Any release from Tristan Shone’s long running Author & Punisher project is an event in my house. Ever since I heard the mechanised crash of The Drone Machines in 2010 I was hooked with this hybrid of man and machine combining to make some of the most invigorating and challenging music not only in the Doom genre, but also in the Industrial one too.
The truth is the journey began way before that when Author & Punisher released ‘The Painted Army’ in 2005 and the Godflesh influenced ‘Warcry’ in 2007, before Shone took the decision to graduate from playing guitar and using a laptop and immerse himself into machines, tying the sounds created to a visual piece of interactive art that responds and reflects the passion injected by the man himself.
This sonic advancement continued with last year’s critically acclaimed ‘Ursus Americanus’, an album that saw dub step sounds and concepts twisted and intricately woven into the fabric of the music as a new set of ‘Dub Machines’ were incorporated, adding a greater sense of light and shade. As much as I love the ice blasted bleakness of the 2010 album, last years release was a step on again, adding new terrifying dimensions and tearing up the Doom/Industrial rule book once more.
It should then come as no surprise that ‘Women & Children’ is yet another step down the evolutionary rabbit hole; new toys have been developed like the voice modulating masks and Author & Punisher combines elements of both machines and more traditional apparati to stretch and blur the dynamic palette from doom to industrial, to heavy bass music, and back again.

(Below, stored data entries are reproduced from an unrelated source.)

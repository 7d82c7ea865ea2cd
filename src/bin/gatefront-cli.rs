use clap::{ArgGroup, Parser, Subcommand};
use reqwest::header::{HeaderMap, HeaderValue, AUTHORIZATION};
use serde_json::{json, Map, Value};

#[derive(Parser)]
#[command(name = "gatefront-cli")]
#[command(about = "Management CLI for the gatefront admin API", long_about = None)]
struct Cli {
    #[arg(short, long, default_value = "http://localhost:8081", env = "GATEFRONT_ADMIN_URL")]
    url: String,

    #[arg(short, long, env = "GATEFRONT_ADMIN_KEY")]
    key: String,

    #[command(subcommand)]
    command: Commands,
}

#[derive(Subcommand)]
enum Commands {
    /// Check gateway status
    Status,
    /// List services (reconciles first)
    Services,
    /// Reconcile services against the configured source now
    Reconcile,
    /// Search users by email or name
    Users {
        #[arg(long)]
        q: Option<String>,
        #[arg(long)]
        limit: Option<usize>,
        #[arg(long)]
        offset: Option<usize>,
    },
    /// Set or clear a user's role
    SetRole {
        user_id: String,
        /// Omit to clear the role
        role: Option<String>,
    },
    /// Show a user's effective overrides for every service
    Policies { user_id: String },
    /// Create or update a user's override for one service
    #[command(group(ArgGroup::new("access").args(["allow", "deny", "inherit"])))]
    SetPolicy {
        user_id: String,
        service_id: String,
        #[arg(long)]
        allow: bool,
        #[arg(long)]
        deny: bool,
        /// Fall back to the service default
        #[arg(long)]
        inherit: bool,
        #[arg(long)]
        window: Option<u32>,
        #[arg(long)]
        max: Option<u32>,
        /// Clear the rate-limit override
        #[arg(long, conflicts_with_all = ["window", "max"])]
        clear_limit: bool,
    },
    /// Query the access log
    Logs {
        #[arg(long)]
        user_id: Option<String>,
        #[arg(long)]
        service_id: Option<String>,
        #[arg(long)]
        host: Option<String>,
        /// RFC 3339 timestamp
        #[arg(long)]
        from: Option<String>,
        /// RFC 3339 timestamp
        #[arg(long)]
        to: Option<String>,
        #[arg(long)]
        limit: Option<usize>,
        #[arg(long)]
        offset: Option<usize>,
    },
}

#[tokio::main]
async fn main() -> Result<(), Box<dyn std::error::Error>> {
    let cli = Cli::parse();
    let client = reqwest::Client::new();
    let base = cli.url.trim_end_matches('/').to_string();

    let mut headers = HeaderMap::new();
    headers.insert(
        AUTHORIZATION,
        HeaderValue::from_str(&format!("Bearer {}", cli.key))?,
    );

    let request = match cli.command {
        Commands::Status => client.get(format!("{base}/admin/status")),
        Commands::Services => client.get(format!("{base}/admin/services")),
        Commands::Reconcile => client.post(format!("{base}/admin/services/reconcile")),
        Commands::Users { q, limit, offset } => {
            let mut query = Vec::new();
            push_param(&mut query, "q", q);
            push_param(&mut query, "limit", limit);
            push_param(&mut query, "offset", offset);
            client.get(format!("{base}/admin/users")).query(&query)
        }
        Commands::SetRole { user_id, role } => client
            .patch(format!("{base}/admin/users/{user_id}/role"))
            .json(&json!({ "role": role })),
        Commands::Policies { user_id } => {
            client.get(format!("{base}/admin/users/{user_id}/policies"))
        }
        Commands::SetPolicy {
            user_id,
            service_id,
            allow,
            deny,
            inherit,
            window,
            max,
            clear_limit,
        } => {
            let mut body = Map::new();
            if allow {
                body.insert("allow".into(), Value::Bool(true));
            } else if deny {
                body.insert("allow".into(), Value::Bool(false));
            } else if inherit {
                body.insert("allow".into(), Value::Null);
            }
            if clear_limit {
                body.insert("rateLimitWindowSec".into(), Value::Null);
                body.insert("rateLimitMax".into(), Value::Null);
            }
            if let Some(window) = window {
                body.insert("rateLimitWindowSec".into(), json!(window));
            }
            if let Some(max) = max {
                body.insert("rateLimitMax".into(), json!(max));
            }
            client
                .put(format!("{base}/admin/users/{user_id}/policies/{service_id}"))
                .json(&Value::Object(body))
        }
        Commands::Logs {
            user_id,
            service_id,
            host,
            from,
            to,
            limit,
            offset,
        } => {
            let mut query = Vec::new();
            push_param(&mut query, "userId", user_id);
            push_param(&mut query, "serviceId", service_id);
            push_param(&mut query, "host", host);
            push_param(&mut query, "from", from);
            push_param(&mut query, "to", to);
            push_param(&mut query, "limit", limit);
            push_param(&mut query, "offset", offset);
            client.get(format!("{base}/admin/logs")).query(&query)
        }
    };

    let res = request.headers(headers).send().await?;
    print_response(res).await
}

fn push_param<T: ToString>(query: &mut Vec<(&'static str, String)>, name: &'static str, value: Option<T>) {
    if let Some(value) = value {
        query.push((name, value.to_string()));
    }
}

async fn print_response(res: reqwest::Response) -> Result<(), Box<dyn std::error::Error>> {
    let status = res.status();
    if !status.is_success() {
        eprintln!("Error: Admin API returned status {}", status);
        if let Ok(text) = res.text().await {
            eprintln!("Response: {}", text);
        }
        std::process::exit(1);
    }

    let json: Value = res.json().await?;
    println!("{}", serde_json::to_string_pretty(&json)?);
    Ok(())
}
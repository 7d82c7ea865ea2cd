use axum::{http::StatusCode, response::IntoResponse, Json};
use serde_json::json;
use thiserror::Error;

use crate::store::StoreError;

#[derive(Debug, Error)]
pub enum AdminError {
    #[error("{0} not found")]
    NotFound(&'static str),

    #[error("{0}")]
    BadRequest(String),

    #[error(transparent)]
    Store(#[from] StoreError),
}

impl AdminError {
    fn status_code(&self) -> StatusCode {
        match self {
            AdminError::NotFound(_) => StatusCode::NOT_FOUND,
            AdminError::BadRequest(_) => StatusCode::BAD_REQUEST,
            AdminError::Store(_) => StatusCode::INTERNAL_SERVER_ERROR,
        }
    }
}

impl IntoResponse for AdminError {
    fn into_response(self) -> axum::response::Response {
        let status = self.status_code();

        // Don't expose store internals to the client.
        let message = if status.is_server_error() {
            tracing::error!(error = %self, "Admin request failed");
            "Internal server error".to_string()
        } else {
            self.to_string()
        };

        (status, Json(json!({ "error": message }))).into_response()
    }
}
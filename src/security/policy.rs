//! Effective access policy for a (user, service) pair.
//!
//! Precedence per field: user override, then service default.

use crate::store::{Service, UserServicePolicy};

/// The policy the gate enforces for one request.
#[derive(Debug, Clone, Copy, PartialEq, Eq)]
pub struct EffectivePolicy {
    pub allow: bool,
    pub window_sec: Option<u32>,
    pub max: Option<u32>,
}

impl EffectivePolicy {
    /// `(window_sec, max)` when both are set and positive; otherwise the
    /// request is not rate limited.
    pub fn rate_limit(&self) -> Option<(u32, u32)> {
        match (self.window_sec, self.max) {
            (Some(window), Some(max)) if window > 0 && max > 0 => Some((window, max)),
            _ => None,
        }
    }
}

/// Combine a service's defaults with an optional per-user override.
pub fn resolve(service: &Service, policy: Option<&UserServicePolicy>) -> EffectivePolicy {
    EffectivePolicy {
        allow: policy
            .and_then(|p| p.allow)
            .unwrap_or(service.default_allow),
        window_sec: policy
            .and_then(|p| p.rate_limit_window_sec)
            .or(service.default_rate_limit_window_sec),
        max: policy
            .and_then(|p| p.rate_limit_max)
            .or(service.default_rate_limit_max),
    }
}
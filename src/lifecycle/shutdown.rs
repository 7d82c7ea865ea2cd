//! Shutdown coordination.

use tokio::sync::broadcast;

/// Fans one shutdown event out to every long-running task: the gateway and
/// admin listeners, the registry refresh loop and the services watcher.
///
/// Tasks subscribe before they start; a receiver created after
/// [`trigger`](Self::trigger) never sees the event.
pub struct Shutdown {
    tx: broadcast::Sender<()>,
}

impl Shutdown {
    pub fn new() -> Self {
        let (tx, _) = broadcast::channel(1);
        Self { tx }
    }

    pub fn subscribe(&self) -> broadcast::Receiver<()> {
        self.tx.subscribe()
    }

    /// Signal every subscriber. Safe to call with none left.
    pub fn trigger(&self) {
        let _ = self.tx.send(());
    }

    /// Subscribers not yet dropped.
    pub fn receiver_count(&self) -> usize {
        self.tx.receiver_count()
    }
}

impl Default for Shutdown {
    fn default() -> Self {
        Self::new()
    }
}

In short this is Author & Punisher’s tour de force so far; gentle piano and clean tender vocals would not, in the past, have been things you would been exposed to, but here they sit along side the vertigo inducing swooping and soaring of the other sound manipulation devices. This is Shone at both his most organic and most futuristic yet.
For all the talk about innovation and artistic melding of man and machine, when it comes to ‘Women & Children’ as an album the music has to hold it’s own and deliver as a listenable product. And boy does it! The title track begins the experience with a cold mechanical hissing that slowly rises and grows, filled out by dub noises and beats, effect driven vocals squalling and raving madness like some digital end time prophet before it explodes and the machines shift through the gears with thunderous grind and massive doomy drones.
‘In Remorse’ is more organic with some of the most vocal passages Shone has written. Here eerie monk like chanting interplays over a background of terrifying roars, huge throbbing beats and electronic breakdowns. The introduction of more traditional instruments or at least machines mimicking that feel – like bridges and guitar work outs – make this seem the closest to a traditional song that Author & Punisher have produced, but loses nothing of the menace and power you would normally associate with the project.
Over the course of the seven tracks, this theme of organic experimentation continues from the Vangelis esque ‘Miles From Home’ with it’s powerful repetitive vocal refrain of ‘I can change’ – an important motif for the latest step on the journey – to the stomping drone of Fearce.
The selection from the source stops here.